= Beginning of Section =

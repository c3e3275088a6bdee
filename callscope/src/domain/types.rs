//! Domain types providing compile-time safety and self-documentation
//!
//! These newtype wrappers keep thread ids, method ids and marker tags from
//! being mixed up in the builder and view signatures.

use serde::{Deserialize, Serialize};
use std::fmt;

/// Profiled thread id
///
/// Assigned by the agent, small and dense. Used as the index into the
/// thread registry.
#[derive(Debug, Clone, Copy, PartialEq, Eq, Hash, PartialOrd, Ord, Serialize, Deserialize)]
#[serde(transparent)]
pub struct ThreadId(pub u32);

impl ThreadId {
    /// Registry slot for this thread
    #[must_use]
    pub fn index(self) -> usize {
        self.0 as usize
    }
}

impl fmt::Display for ThreadId {
    fn fmt(&self, f: &mut fmt::Formatter<'_>) -> fmt::Result {
        write!(f, "Thread#{}", self.0)
    }
}

/// Instrumented method id
///
/// Id 0 is reserved for the thread pseudo-method that roots every
/// per-thread tree; method tables hand out ids starting at 1.
#[derive(Debug, Clone, Copy, PartialEq, Eq, Hash, PartialOrd, Ord, Serialize, Deserialize)]
#[serde(transparent)]
pub struct MethodId(pub u32);

impl MethodId {
    /// The thread pseudo-method
    pub const THREAD: MethodId = MethodId(0);

    #[must_use]
    pub fn index(self) -> usize {
        self.0 as usize
    }
}

impl fmt::Display for MethodId {
    fn fmt(&self, f: &mut fmt::Formatter<'_>) -> fmt::Result {
        write!(f, "M#{}", self.0)
    }
}

/// Category tag attached to marker methods (e.g. a JDBC boundary)
#[derive(Debug, Clone, Copy, PartialEq, Eq, Hash, Default, Serialize, Deserialize)]
#[serde(transparent)]
pub struct Mark(pub u16);

impl Mark {
    /// Untagged calls; no category node is created for it
    pub const DEFAULT: Mark = Mark(0);

    #[must_use]
    pub fn is_default(self) -> bool {
        self == Self::DEFAULT
    }
}

impl fmt::Display for Mark {
    fn fmt(&self, f: &mut fmt::Formatter<'_>) -> fmt::Result {
        write!(f, "Mark:{}", self.0)
    }
}

/// Which of the two clocks a time value was read from
///
/// `Absolute` is wall-clock time (ts0), `ThreadCpu` is per-thread CPU time
/// (ts1, only present when the session collects two timestamps).
#[derive(Debug, Clone, Copy, PartialEq, Eq, Hash, Default, Serialize, Deserialize)]
#[serde(rename_all = "snake_case")]
pub enum TimerDomain {
    #[default]
    Absolute,
    ThreadCpu,
}

impl TimerDomain {
    /// Column index used by the two-element per-domain arrays
    #[must_use]
    pub fn index(self) -> usize {
        match self {
            TimerDomain::Absolute => 0,
            TimerDomain::ThreadCpu => 1,
        }
    }
}

/// Aggregation level of a presentation tree
#[derive(Debug, Clone, Copy, PartialEq, Eq, Hash, Default, Serialize, Deserialize)]
#[serde(rename_all = "snake_case")]
pub enum View {
    #[default]
    Method,
    Class,
    Package,
}

impl View {
    pub const ALL: [View; 3] = [View::Method, View::Class, View::Package];

    #[must_use]
    pub fn index(self) -> usize {
        match self {
            View::Method => 0,
            View::Class => 1,
            View::Package => 2,
        }
    }
}

impl fmt::Display for View {
    fn fmt(&self, f: &mut fmt::Formatter<'_>) -> fmt::Result {
        let name = match self {
            View::Method => "method",
            View::Class => "class",
            View::Package => "package",
        };
        f.write_str(name)
    }
}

= End of Section =

■ **YOUR ASSIGNMENT**: Produce an exact copy of the whole listing.

■ **ANSWER AREA**:
repository c3e3275088a6bdee
filename callscope/src/domain/types.rs
//! Domain types providing compile-time safety and self-documentation
//!
//! These newtype wrappers keep thread ids, method ids and marker tags from
//! being mixed up in the builder and view signatures.

use serde::{Deserialize, Serialize};
use std::fmt;

/// Profiled thread id
///
/// Assigned by the agent, small and dense. Used as the index into the
/// thread registry.
#[derive(Debug, Clone, Copy, PartialEq, Eq, Hash, PartialOrd, Ord, Serialize, Deserialize)]
#[serde(transparent)]
pub struct ThreadId(pub u32);

impl ThreadId {
    /// Registry slot for this thread
    #[must_use]
    pub fn index(self) -> usize {
        self.0 as usize
    }
}

impl fmt::Display for ThreadId {
    fn fmt(&self, f: &mut fmt::Formatter<'_>) -> fmt::Result {
        write!(f, "Thread#{}", self.0)
    }
}

/// Instrumented method id
///
/// Id 0 is reserved for the thread pseudo-method that roots every
/// per-thread tree; method tables hand out ids starting at 1.
#[derive(Debug, Clone, Copy, PartialEq, Eq, Hash, PartialOrd, Ord, Serialize, Deserialize)]
#[serde(transparent)]
pub struct MethodId(pub u32);

impl MethodId {
    /// The thread pseudo-method
    pub const THREAD: MethodId = MethodId(0);

    #[must_use]
    pub fn index(self) -> usize {
        self.0 as usize
    }
}

impl fmt::Display for MethodId {
    fn fmt(&self, f: &mut fmt::Formatter<'_>) -> fmt::Result {
        write!(f, "M#{}", self.0)
    }
}

/// Category tag attached to marker methods (e.g. a JDBC boundary)
#[derive(Debug, Clone, Copy, PartialEq, Eq, Hash, Default, Serialize, Deserialize)]
#[serde(transparent)]
pub struct Mark(pub u16);

impl Mark {
    /// Untagged calls; no category node is created for it
    pub const DEFAULT: Mark = Mark(0);

    #[must_use]
    pub fn is_default(self) -> bool {
        self == Self::DEFAULT
    }
}

impl fmt::Display for Mark {
    fn fmt(&self, f: &mut fmt::Formatter<'_>) -> fmt::Result {
        write!(f, "Mark:{}", self.0)
    }
}

/// Which of the two clocks a time value was read from
///
/// `Absolute` is wall-clock time (ts0), `ThreadCpu` is per-thread CPU time
/// (ts1, only present when the session collects two timestamps).
#[derive(Debug, Clone, Copy, PartialEq, Eq, Hash, Default, Serialize, Deserialize)]
#[serde(rename_all = "snake_case")]
pub enum TimerDomain {
    #[default]
    Absolute,
    ThreadCpu,
}

impl TimerDomain {
    /// Column index used by the two-element per-domain arrays
    #[must_use]
    pub fn index(self) -> usize {
        match self {
            TimerDomain::Absolute => 0,
            TimerDomain::ThreadCpu => 1,
        }
    }
}

/// Aggregation level of a presentation tree
#[derive(Debug, Clone, Copy, PartialEq, Eq, Hash, Default, Serialize, Deserialize)]
#[serde(rename_all = "snake_case")]
pub enum View {
    #[default]
    Method,
    Class,
    Package,
}

impl View {
    pub const ALL: [View; 3] = [View::Method, View::Class, View::Package];

    #[must_use]
    pub fn index(self) -> usize {
        match self {
            View::Method => 0,
            View::Class => 1,
            View::Package => 2,
        }
    }
}

impl fmt::Display for View {
    fn fmt(&self, f: &mut fmt::Formatter<'_>) -> fmt::Result {
        let name = match self {
            View::Method => "method",
            View::Class => "class",
            View::Package => "package",
        };
        f.write_str(name)
    }
}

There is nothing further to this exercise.